## Work request
Your answer must hold only the lines below from the line containing "repository 041192ff176ce0a9" through the line containing "key set from", each reproduced exactly.

## Supplied information
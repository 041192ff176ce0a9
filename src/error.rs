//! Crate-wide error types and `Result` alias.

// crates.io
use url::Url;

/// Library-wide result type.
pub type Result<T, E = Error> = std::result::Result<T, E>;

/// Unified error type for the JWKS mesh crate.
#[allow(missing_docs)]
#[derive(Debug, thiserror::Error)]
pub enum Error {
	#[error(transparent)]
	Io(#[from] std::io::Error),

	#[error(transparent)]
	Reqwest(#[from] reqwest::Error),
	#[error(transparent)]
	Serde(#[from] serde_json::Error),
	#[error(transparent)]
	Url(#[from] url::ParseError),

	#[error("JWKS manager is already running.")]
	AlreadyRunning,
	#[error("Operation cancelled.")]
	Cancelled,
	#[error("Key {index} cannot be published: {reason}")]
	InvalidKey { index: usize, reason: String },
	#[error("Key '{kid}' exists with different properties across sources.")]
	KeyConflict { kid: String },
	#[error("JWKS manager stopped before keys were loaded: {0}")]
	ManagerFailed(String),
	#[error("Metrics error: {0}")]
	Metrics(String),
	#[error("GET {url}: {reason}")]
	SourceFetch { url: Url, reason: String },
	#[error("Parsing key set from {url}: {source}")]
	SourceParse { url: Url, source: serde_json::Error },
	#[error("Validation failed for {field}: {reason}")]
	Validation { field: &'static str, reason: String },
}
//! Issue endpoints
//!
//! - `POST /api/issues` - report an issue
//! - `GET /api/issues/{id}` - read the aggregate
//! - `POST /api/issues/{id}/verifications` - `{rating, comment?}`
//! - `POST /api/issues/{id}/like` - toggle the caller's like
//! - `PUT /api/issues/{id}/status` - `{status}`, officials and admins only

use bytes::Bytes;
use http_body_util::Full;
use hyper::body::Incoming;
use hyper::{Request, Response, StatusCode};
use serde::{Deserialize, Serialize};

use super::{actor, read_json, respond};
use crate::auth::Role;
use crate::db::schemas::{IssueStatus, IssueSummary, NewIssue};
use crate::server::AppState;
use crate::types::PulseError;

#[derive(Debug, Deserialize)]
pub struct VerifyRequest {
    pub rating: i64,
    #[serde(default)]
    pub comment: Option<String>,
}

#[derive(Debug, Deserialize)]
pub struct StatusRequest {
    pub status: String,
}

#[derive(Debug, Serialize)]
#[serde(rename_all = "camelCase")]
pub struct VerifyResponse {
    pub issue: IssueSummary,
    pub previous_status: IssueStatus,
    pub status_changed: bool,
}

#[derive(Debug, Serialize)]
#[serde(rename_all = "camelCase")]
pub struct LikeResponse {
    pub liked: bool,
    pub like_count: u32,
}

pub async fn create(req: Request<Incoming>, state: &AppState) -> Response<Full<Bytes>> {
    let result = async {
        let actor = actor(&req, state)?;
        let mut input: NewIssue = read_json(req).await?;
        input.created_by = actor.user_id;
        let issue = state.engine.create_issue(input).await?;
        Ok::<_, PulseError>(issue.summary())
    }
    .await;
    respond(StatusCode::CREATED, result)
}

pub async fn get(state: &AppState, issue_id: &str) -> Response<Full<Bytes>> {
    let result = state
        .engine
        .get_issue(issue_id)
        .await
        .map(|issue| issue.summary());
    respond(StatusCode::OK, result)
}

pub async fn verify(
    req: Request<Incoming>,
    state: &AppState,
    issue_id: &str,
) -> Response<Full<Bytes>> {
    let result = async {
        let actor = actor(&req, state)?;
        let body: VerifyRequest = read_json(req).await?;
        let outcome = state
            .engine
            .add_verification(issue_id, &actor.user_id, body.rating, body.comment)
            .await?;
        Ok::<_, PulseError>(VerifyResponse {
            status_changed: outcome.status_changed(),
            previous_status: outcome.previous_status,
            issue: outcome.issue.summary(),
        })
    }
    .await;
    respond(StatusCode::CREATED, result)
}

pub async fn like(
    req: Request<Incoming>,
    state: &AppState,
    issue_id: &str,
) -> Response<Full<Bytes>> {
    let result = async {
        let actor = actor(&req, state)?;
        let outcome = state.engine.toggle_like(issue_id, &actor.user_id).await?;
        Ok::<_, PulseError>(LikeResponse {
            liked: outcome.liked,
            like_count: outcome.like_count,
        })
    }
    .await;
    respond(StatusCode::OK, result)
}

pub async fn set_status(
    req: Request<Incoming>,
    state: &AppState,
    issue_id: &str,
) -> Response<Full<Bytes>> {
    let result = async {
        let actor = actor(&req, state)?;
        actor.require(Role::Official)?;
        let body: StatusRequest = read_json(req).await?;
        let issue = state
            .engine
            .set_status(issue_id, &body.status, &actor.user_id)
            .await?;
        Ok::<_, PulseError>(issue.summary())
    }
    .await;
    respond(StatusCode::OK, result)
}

...

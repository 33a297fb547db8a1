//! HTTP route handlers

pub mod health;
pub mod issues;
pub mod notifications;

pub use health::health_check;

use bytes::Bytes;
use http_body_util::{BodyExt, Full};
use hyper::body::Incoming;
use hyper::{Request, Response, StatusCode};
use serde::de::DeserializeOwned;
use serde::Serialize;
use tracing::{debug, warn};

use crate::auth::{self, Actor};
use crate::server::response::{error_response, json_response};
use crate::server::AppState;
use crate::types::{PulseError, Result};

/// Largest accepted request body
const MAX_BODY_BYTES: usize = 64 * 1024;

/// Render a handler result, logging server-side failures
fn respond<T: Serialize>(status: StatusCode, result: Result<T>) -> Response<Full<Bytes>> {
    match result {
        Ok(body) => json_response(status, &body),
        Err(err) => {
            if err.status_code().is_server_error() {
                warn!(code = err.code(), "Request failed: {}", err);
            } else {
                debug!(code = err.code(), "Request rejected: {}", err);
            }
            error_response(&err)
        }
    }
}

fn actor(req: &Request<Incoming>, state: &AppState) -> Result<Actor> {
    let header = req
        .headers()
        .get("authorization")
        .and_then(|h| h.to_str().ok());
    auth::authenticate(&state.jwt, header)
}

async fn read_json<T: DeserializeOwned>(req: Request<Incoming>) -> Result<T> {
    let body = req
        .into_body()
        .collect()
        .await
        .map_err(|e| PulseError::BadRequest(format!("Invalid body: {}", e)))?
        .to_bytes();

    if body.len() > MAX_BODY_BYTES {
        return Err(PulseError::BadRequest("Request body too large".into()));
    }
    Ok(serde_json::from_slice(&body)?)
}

---

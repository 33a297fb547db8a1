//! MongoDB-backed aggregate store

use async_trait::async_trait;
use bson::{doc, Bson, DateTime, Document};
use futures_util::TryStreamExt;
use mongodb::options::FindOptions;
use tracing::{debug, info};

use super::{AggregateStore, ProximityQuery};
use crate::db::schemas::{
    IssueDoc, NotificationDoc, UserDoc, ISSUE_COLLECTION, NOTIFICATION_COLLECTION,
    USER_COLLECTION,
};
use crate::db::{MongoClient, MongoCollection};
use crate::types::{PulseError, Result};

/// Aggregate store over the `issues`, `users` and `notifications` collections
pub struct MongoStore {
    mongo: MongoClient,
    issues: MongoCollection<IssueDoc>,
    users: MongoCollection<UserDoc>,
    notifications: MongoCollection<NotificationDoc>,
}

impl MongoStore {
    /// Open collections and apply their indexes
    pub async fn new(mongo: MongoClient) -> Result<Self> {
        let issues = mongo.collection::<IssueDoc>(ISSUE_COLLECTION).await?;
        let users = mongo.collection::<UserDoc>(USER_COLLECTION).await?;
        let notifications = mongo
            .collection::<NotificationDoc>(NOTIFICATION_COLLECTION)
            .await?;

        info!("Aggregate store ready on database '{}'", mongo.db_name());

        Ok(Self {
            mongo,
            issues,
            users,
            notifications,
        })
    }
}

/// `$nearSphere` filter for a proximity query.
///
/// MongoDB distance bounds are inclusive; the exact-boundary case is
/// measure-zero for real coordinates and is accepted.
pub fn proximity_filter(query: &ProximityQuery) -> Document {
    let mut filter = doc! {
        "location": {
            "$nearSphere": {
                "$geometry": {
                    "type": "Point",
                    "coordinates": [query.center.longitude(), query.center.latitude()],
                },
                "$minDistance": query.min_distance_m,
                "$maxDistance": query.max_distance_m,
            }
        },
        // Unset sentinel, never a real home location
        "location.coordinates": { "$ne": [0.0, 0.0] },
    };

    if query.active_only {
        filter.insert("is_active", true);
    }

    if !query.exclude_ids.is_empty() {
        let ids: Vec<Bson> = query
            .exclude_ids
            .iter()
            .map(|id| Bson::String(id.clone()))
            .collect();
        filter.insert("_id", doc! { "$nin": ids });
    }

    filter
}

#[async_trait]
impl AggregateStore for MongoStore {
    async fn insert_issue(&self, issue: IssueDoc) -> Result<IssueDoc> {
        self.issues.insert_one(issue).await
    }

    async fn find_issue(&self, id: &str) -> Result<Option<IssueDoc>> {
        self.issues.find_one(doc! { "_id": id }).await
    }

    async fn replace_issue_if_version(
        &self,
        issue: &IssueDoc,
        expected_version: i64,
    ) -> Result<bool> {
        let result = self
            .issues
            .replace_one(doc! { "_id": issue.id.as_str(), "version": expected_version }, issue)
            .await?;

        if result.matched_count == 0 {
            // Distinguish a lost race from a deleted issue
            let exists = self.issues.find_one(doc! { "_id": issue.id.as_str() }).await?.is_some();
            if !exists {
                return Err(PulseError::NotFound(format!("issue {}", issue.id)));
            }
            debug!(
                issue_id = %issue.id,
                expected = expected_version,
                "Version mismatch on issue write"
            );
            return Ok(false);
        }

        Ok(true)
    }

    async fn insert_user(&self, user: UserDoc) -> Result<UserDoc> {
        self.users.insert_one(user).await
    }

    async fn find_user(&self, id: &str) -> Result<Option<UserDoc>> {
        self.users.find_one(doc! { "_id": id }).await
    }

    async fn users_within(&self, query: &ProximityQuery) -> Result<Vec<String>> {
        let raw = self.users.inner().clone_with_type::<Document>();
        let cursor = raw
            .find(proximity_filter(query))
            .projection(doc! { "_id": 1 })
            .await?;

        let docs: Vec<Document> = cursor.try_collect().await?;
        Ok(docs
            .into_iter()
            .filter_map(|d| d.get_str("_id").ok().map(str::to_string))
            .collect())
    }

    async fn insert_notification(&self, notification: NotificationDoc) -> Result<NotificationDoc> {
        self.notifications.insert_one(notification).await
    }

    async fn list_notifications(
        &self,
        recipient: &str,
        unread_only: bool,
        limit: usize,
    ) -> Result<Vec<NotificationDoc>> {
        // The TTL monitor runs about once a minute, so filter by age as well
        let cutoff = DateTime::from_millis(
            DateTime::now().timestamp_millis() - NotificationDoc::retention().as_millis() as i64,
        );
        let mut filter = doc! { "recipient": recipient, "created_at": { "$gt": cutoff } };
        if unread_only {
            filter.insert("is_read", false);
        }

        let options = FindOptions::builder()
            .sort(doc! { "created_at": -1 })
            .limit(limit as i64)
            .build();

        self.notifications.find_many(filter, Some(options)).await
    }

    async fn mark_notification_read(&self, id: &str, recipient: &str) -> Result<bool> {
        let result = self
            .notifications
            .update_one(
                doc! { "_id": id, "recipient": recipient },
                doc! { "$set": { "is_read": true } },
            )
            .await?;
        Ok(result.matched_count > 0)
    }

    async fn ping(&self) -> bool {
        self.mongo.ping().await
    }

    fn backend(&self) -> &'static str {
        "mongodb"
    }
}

## Answer area
repository 041192ff176ce0a9
filename src/error.rs
//! Crate-wide error types and `Result` alias.

// crates.io
use url::Url;

/// Library-wide result type.
pub type Result<T, E = Error> = std::result::Result<T, E>;

/// Unified error type for the JWKS mesh crate.
#[allow(missing_docs)]
#[derive(Debug, thiserror::Error)]
pub enum Error {
	#[error(transparent)]
	Io(#[from] std::io::Error),

	#[error(transparent)]
	Reqwest(#[from] reqwest::Error),
	#[error(transparent)]
	Serde(#[from] serde_json::Error),
	#[error(transparent)]
	Url(#[from] url::ParseError),

	#[error("JWKS manager is already running.")]
	AlreadyRunning,
	#[error("Operation cancelled.")]
	Cancelled,
	#[error("Key {index} cannot be published: {reason}")]
	InvalidKey { index: usize, reason: String },
	#[error("Key '{kid}' exists with different properties across sources.")]
	KeyConflict { kid: String },
	#[error("JWKS manager stopped before keys were loaded: {0}")]
	ManagerFailed(String),
	#[error("Metrics error: {0}")]
	Metrics(String),
	#[error("GET {url}: {reason}")]
	SourceFetch { url: Url, reason: String },
	#[error("Parsing key set from {url}: {source}")]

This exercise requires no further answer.